10.5-1

                                    GUARANTY

     This Guaranty ("Guaranty") dated as of July 3, 1996 is entered into
between South Charleston Stamping & Manufacturing Company ("Guarantor") in
favor of Wilbert F. Schwartz, Thomas E. Arnold, Jr. and Karl W. Dolk,
Trustees of the ELIC Trust (and any successors to such Trustees), under
agreement dated February 15, 1994 ("Lender").
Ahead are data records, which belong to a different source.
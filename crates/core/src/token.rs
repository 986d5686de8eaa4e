//! Native token amounts.

use std::fmt::Display;

use borsh::{BorshDeserialize, BorshSchema, BorshSerialize};
use serde::{Deserialize, Serialize};

/// Base units per whole native token.
pub const NATIVE_SCALE: u64 = 100_000_000;

/// An amount of native tokens in base units.
///
/// Amounts are fixed-width unsigned integers; all arithmetic on them is
/// checked. Fractional rendering exists only for display.
#[derive(
    Debug,
    Default,
    Clone,
    Copy,
    PartialEq,
    Eq,
    PartialOrd,
    Ord,
    Hash,
    BorshSchema,
    BorshSerialize,
    BorshDeserialize,
    Serialize,
    Deserialize,
)]
#[serde(transparent)]
pub struct Amount {
    raw: u64,
}

impl Amount {
    /// The zero amount.
    pub const fn zero() -> Self {
        Self { raw: 0 }
    }

    /// An amount from raw base units.
    pub const fn from_u64(raw: u64) -> Self {
        Self { raw }
    }

    /// An amount of whole native tokens.
    ///
    /// Panics on overflow; only usable for constants well below the supply
    /// cap, which `const` evaluation enforces at compile time.
    pub const fn native_whole(whole: u64) -> Self {
        Self {
            raw: whole * NATIVE_SCALE,
        }
    }

    /// The raw base units.
    pub const fn raw(&self) -> u64 {
        self.raw
    }

    /// Whether the amount is zero.
    pub fn is_zero(&self) -> bool {
        self.raw == 0
    }

    /// Checked addition.
    pub fn checked_add(&self, rhs: Amount) -> Option<Amount> {
        self.raw.checked_add(rhs.raw).map(|raw| Self { raw })
    }

    /// Checked subtraction.
    pub fn checked_sub(&self, rhs: Amount) -> Option<Amount> {
        self.raw.checked_sub(rhs.raw).map(|raw| Self { raw })
    }

    /// Render the amount in whole native tokens.
    pub fn to_string_native(&self) -> String {
        let whole = self.raw / NATIVE_SCALE;
        let frac = self.raw % NATIVE_SCALE;
        if frac == 0 {
            format!("{whole}")
        } else {
            let frac = format!("{frac:08}");
            format!("{whole}.{}", frac.trim_end_matches('0'))
        }
    }
}

impl Display for Amount {
    fn fmt(&self, f: &mut std::fmt::Formatter<'_>) -> std::fmt::Result {
        write!(f, "{}", self.to_string_native())
    }
}

impl From<u64> for Amount {
    fn from(raw: u64) -> Self {
        Self::from_u64(raw)
    }
}

#[cfg(any(test, feature = "testing"))]
/// Testing helpers and strategies for amounts
pub mod testing {
    use proptest::prelude::*;

    use super::*;

    /// Generate an arbitrary token amount.
    pub fn arb_amount() -> impl Strategy<Value = Amount> {
        (0..=u64::MAX / 2).prop_map(Amount::from_u64)
    }
}
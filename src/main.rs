//! Othello-Search: command-line front end.
//!
//! ## Usage
//!
//! - `othello-search` - Show a demo
//! - `othello-search play --black alphabeta --white tree-mc` - Play one game
//! - `othello-search moves --board position.txt --player white` - List legal moves

use std::path::PathBuf;

use anyhow::{Context, Result, anyhow};
use clap::{Parser, Subcommand};
use tracing::info;
use tracing::level_filters::LevelFilter;

use othello_search::board::{Board, Player, square_name};
use othello_search::config::SearchConfig;
use othello_search::constants::{DEFAULT_DEPTH, DEFAULT_PLAYOUTS};
use othello_search::eval::{Evaluator, evaluator_by_name};
use othello_search::game::play_game;
use othello_search::rules::legal_moves;
use othello_search::strategy::StrategyKind;

const DEFAULT_EVALUATOR: &str = "weighted";

/// Othello-Search: Othello engine with minimax, alpha-beta, and Monte Carlo players
#[derive(Parser)]
#[command(name = "othello-search")]
#[command(author, version, about, long_about = None)]
struct Cli {
    /// Log level (trace, debug, info, warn, error). RUST_LOG takes precedence.
    #[arg(long, global = true, default_value = "info")]
    log_level: String,

    #[command(subcommand)]
    command: Option<Commands>,
}

#[derive(clap::Args)]
struct SearchArgs {
    /// Search depth for minimax and alpha-beta
    #[arg(long, default_value_t = DEFAULT_DEPTH)]
    depth: u32,

    /// Playouts per Monte Carlo decision
    #[arg(long, default_value_t = DEFAULT_PLAYOUTS)]
    playouts: usize,

    /// Seed for the random strategies
    #[arg(long)]
    seed: Option<u64>,

    /// Leaf evaluator: weighted or score
    #[arg(long, default_value = DEFAULT_EVALUATOR)]
    evaluator: String,
}

impl Default for SearchArgs {
    fn default() -> Self {
        Self {
            depth: DEFAULT_DEPTH,
            playouts: DEFAULT_PLAYOUTS,
            seed: None,
            evaluator: DEFAULT_EVALUATOR.to_string(),
        }
    }
}

impl SearchArgs {
    fn config(&self) -> Result<SearchConfig> {
        let config = SearchConfig {
            depth: self.depth,
            playouts: self.playouts,
            seed: self.seed,
        };
        config.validate()?;
        Ok(config)
    }

    fn evaluator(&self) -> Result<Evaluator> {
        evaluator_by_name(&self.evaluator)
            .ok_or_else(|| anyhow!("unknown evaluator '{}', expected weighted or score", self.evaluator))
    }
}

#[derive(Subcommand)]
enum Commands {
    /// Play one game between two strategies
    Play {
        /// Strategy for Black: random, minimax, alphabeta, flat-mc, tree-mc
        #[arg(long, default_value = "alphabeta")]
        black: StrategyKind,

        /// Strategy for White
        #[arg(long, default_value = "tree-mc")]
        white: StrategyKind,

        #[command(flatten)]
        search: SearchArgs,
    },
    /// List the legal moves on a board
    Moves {
        /// File holding a text board (64 cells of '.', '@', 'o'); defaults to the opening
        #[arg(long)]
        board: Option<PathBuf>,

        /// Player to move: black or white
        #[arg(long, default_value = "black")]
        player: String,
    },
    /// Show each strategy's choice in the opening
    Demo {
        #[command(flatten)]
        search: SearchArgs,
    },
}

fn init_tracing(level: &str) -> Result<()> {
    use tracing_subscriber::{EnvFilter, fmt, prelude::*};

    if level.parse::<LevelFilter>().is_err() {
        return Err(anyhow!(
            "invalid log level '{level}', expected one of trace, debug, info, warn, error"
        ));
    }
    let filter = EnvFilter::try_from_default_env().unwrap_or_else(|_| EnvFilter::new(level));

    tracing_subscriber::registry()
        .with(fmt::layer().with_writer(std::io::stderr))
        .with(filter)
        .init();

    Ok(())
}

fn parse_player(s: &str) -> Result<Player> {
    match s.to_ascii_lowercase().as_str() {
        "black" | "b" | "@" => Ok(Player::Black),
        "white" | "w" | "o" => Ok(Player::White),
        _ => Err(anyhow!("unknown player '{s}', expected black or white")),
    }
}

fn main() -> Result<()> {
    let cli = Cli::parse();
    init_tracing(&cli.log_level)?;

    match cli.command {
        Some(Commands::Play {
            black,
            white,
            search,
        }) => run_play(black, white, &search),
        Some(Commands::Moves { board, player }) => run_moves(board, &player),
        Some(Commands::Demo { search }) => run_demo(&search),
        None => run_demo(&SearchArgs::default()),
    }
}

fn run_play(black: StrategyKind, white: StrategyKind, search: &SearchArgs) -> Result<()> {
    let config = search.config()?;
    let evaluate = search.evaluator()?;
    info!(%black, %white, depth = config.depth, playouts = config.playouts, "starting game");

    let mut black_strategy = black.build(&config, evaluate);
    let mut white_strategy = white.build(&config, evaluate);
    let record = play_game(black_strategy.as_mut(), white_strategy.as_mut())?;

    println!("{}", record.board);
    let moves: Vec<String> = record.moves.iter().map(|&(_, mv)| square_name(mv)).collect();
    println!("Moves: {}", moves.join(" "));
    match record.winner() {
        Some(Player::Black) => println!("Black ({black}) wins by {}", record.score(Player::Black)),
        Some(Player::White) => println!("White ({white}) wins by {}", record.score(Player::White)),
        None => println!("Draw"),
    }
    Ok(())
}

fn run_moves(path: Option<PathBuf>, player: &str) -> Result<()> {
    let player = parse_player(player)?;
    let board = match path {
        Some(path) => {
            let text = std::fs::read_to_string(&path)
                .with_context(|| format!("failed to read board from {}", path.display()))?;
            text.parse::<Board>()
                .with_context(|| format!("failed to parse board in {}", path.display()))?
        }
        None => Board::new(),
    };

    println!("{board}");
    let moves: Vec<String> = legal_moves(&board, player).into_iter().map(square_name).collect();
    if moves.is_empty() {
        println!("{player} has no legal moves");
    } else {
        println!("{player} can play: {}", moves.join(" "));
    }
    Ok(())
}

fn run_demo(search: &SearchArgs) -> Result<()> {
    let config = search.config()?;
    let evaluate = search.evaluator()?;
    let board = Board::new();

    println!("Othello-Search: opening position\n");
    println!("{board}");

    for kind in StrategyKind::ALL {
        let mut strategy = kind.build(&config, evaluate);
        match strategy.choose(&board, Player::Black) {
            Some(mv) => println!("{kind:>10}: Black plays {}", square_name(mv)),
            None => println!("{kind:>10}: Black passes"),
        }
    }
    Ok(())
}

#[cfg(test)]
mod tests {
    use super::*;

    #[test]
    fn test_demo_defaults_match_search_args_default() {
        let cli = Cli::try_parse_from(["othello-search", "demo"]).unwrap();
        let Some(Commands::Demo { search }) = cli.command else {
            panic!("expected the demo subcommand");
        };
        let defaults = SearchArgs::default();
        assert_eq!(search.depth, defaults.depth);
        assert_eq!(search.playouts, defaults.playouts);
        assert_eq!(search.seed, defaults.seed);
        assert_eq!(search.evaluator, defaults.evaluator);
        assert!(defaults.config().is_ok());
        assert!(defaults.evaluator().is_ok());
    }
}
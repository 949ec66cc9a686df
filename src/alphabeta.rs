//! Minimax with alpha-beta pruning.
//!
//! Same sign convention as [`crate::minimax`]: a call returns the value of
//! `board` to `player`. `alpha` is the best value `player` is already assured
//! of; `beta` is the most the opponent will allow. For the opponent the window
//! becomes `(-beta, -alpha)`.

use std::cmp::Reverse;

use tracing::trace;

use crate::board::{Board, Player, Square};
use crate::constants::{MAX_VALUE, MIN_VALUE, SQUARE_WEIGHTS};
use crate::eval::{Evaluator, final_value};
use crate::rules::{any_legal_move, legal_moves, successor};

/// Legal moves for `player`, heaviest square weight first.
///
/// The sort is stable, so equal weights stay in board order.
pub fn ordered_moves(board: &Board, player: Player) -> Vec<Square> {
    let mut moves = legal_moves(board, player);
    moves.sort_by_key(|&mv| Reverse(SQUARE_WEIGHTS[mv]));
    moves
}

/// Find the best move for `player` within the window `(alpha, beta)`,
/// looking `depth` plies ahead.
///
/// With the full window `(MIN_VALUE, MAX_VALUE)` the returned value equals the
/// plain minimax value. Inside a narrower window the value is a bound.
pub fn alphabeta(
    board: &Board,
    player: Player,
    mut alpha: i32,
    beta: i32,
    depth: u32,
    evaluate: Evaluator,
) -> (i32, Option<Square>) {
    if depth == 0 {
        return (evaluate(board, player), None);
    }

    let opp = player.opponent();
    let moves = ordered_moves(board, player);

    let Some(&first) = moves.first() else {
        if !any_legal_move(board, opp) {
            return (final_value(board, player), None);
        }
        // Forced pass: the opponent searches the same board.
        let (value, _) = alphabeta(board, opp, -beta, -alpha, depth - 1, evaluate);
        return (-value, None);
    };

    let mut best_move = first;
    for (i, &mv) in moves.iter().enumerate() {
        if alpha >= beta {
            trace!(depth, skipped = moves.len() - i, "beta cutoff");
            break;
        }
        let child = successor(board, mv, player);
        let value = -alphabeta(&child, opp, -beta, -alpha, depth - 1, evaluate).0;
        if value > alpha {
            alpha = value;
            best_move = mv;
        }
    }
    (alpha, Some(best_move))
}

/// Alpha-beta search over the full value window.
pub fn alphabeta_full(board: &Board, player: Player, depth: u32, evaluate: Evaluator) -> (i32, Option<Square>) {
    alphabeta(board, player, MIN_VALUE, MAX_VALUE, depth, evaluate)
}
     The parties hereby agree as follows:

     1.  Guarantor unconditionally, absolutely and irrevocably guarantees
and promises to pay to Lender, on demand, in immediately available funds, any
and all indebtedness and obligations (hereinafter collectively, the
"Guaranteed Obligations") of Borrower to Lender under the Promissory Note now
existing or hereafter incurred or created and however arising.  Guarantor
agrees that this Guaranty constitutes a guaranty of payment when due and not
of collection.

     2.  Guarantor agrees that it is directly and primarily liable to Lender,
that its obligations hereunder are independent of the Guaranteed Obligations
and that a separate action or actions may be brought and prosecuted against
Guarantor, whether action is brought against Borrower or whether Borrower is
joined in any such action or actions.  Guarantor agrees that any releases
which may be given by Lender to Borrower or any other guarantor or endorser
shall not release it from this Guaranty.

     3.  Guarantor hereby authorizes Lender, without notice or demand and
without affecting Guarantor's liability hereunder, from time to time to do
any or all of the following in such manner, upon such terms, and at such
times as Lender, in its sole discretion, deems advisable without in any way
impairing, affecting, reducing or releasing Guarantor from its obligations
under this Guaranty: (i) renew, compromise, extend, refinance, accept partial
payments, accelerate or restructure the Guaranteed Obligations or otherwise
change the time for payment or the terms of any of the Guaranteed
Obligations, or any part thereof, including, without limitation, increasing
or decreasing the rate of interest thereof; (ii) waive, amend, rescind or
modify any of the terms or provisions of the Promissory Note or Stock
Purchase Agreement; (iii) settle, release, compromise, collect or otherwise
liquidate the Guaranteed Obligations, or any part thereof, and any security
or collateral therefor in any manner as Lender may determine in its sole
discretion; and (iv) assign, without notice, this Guaranty in whole or in
part and Company's rights hereunder to any one at any time.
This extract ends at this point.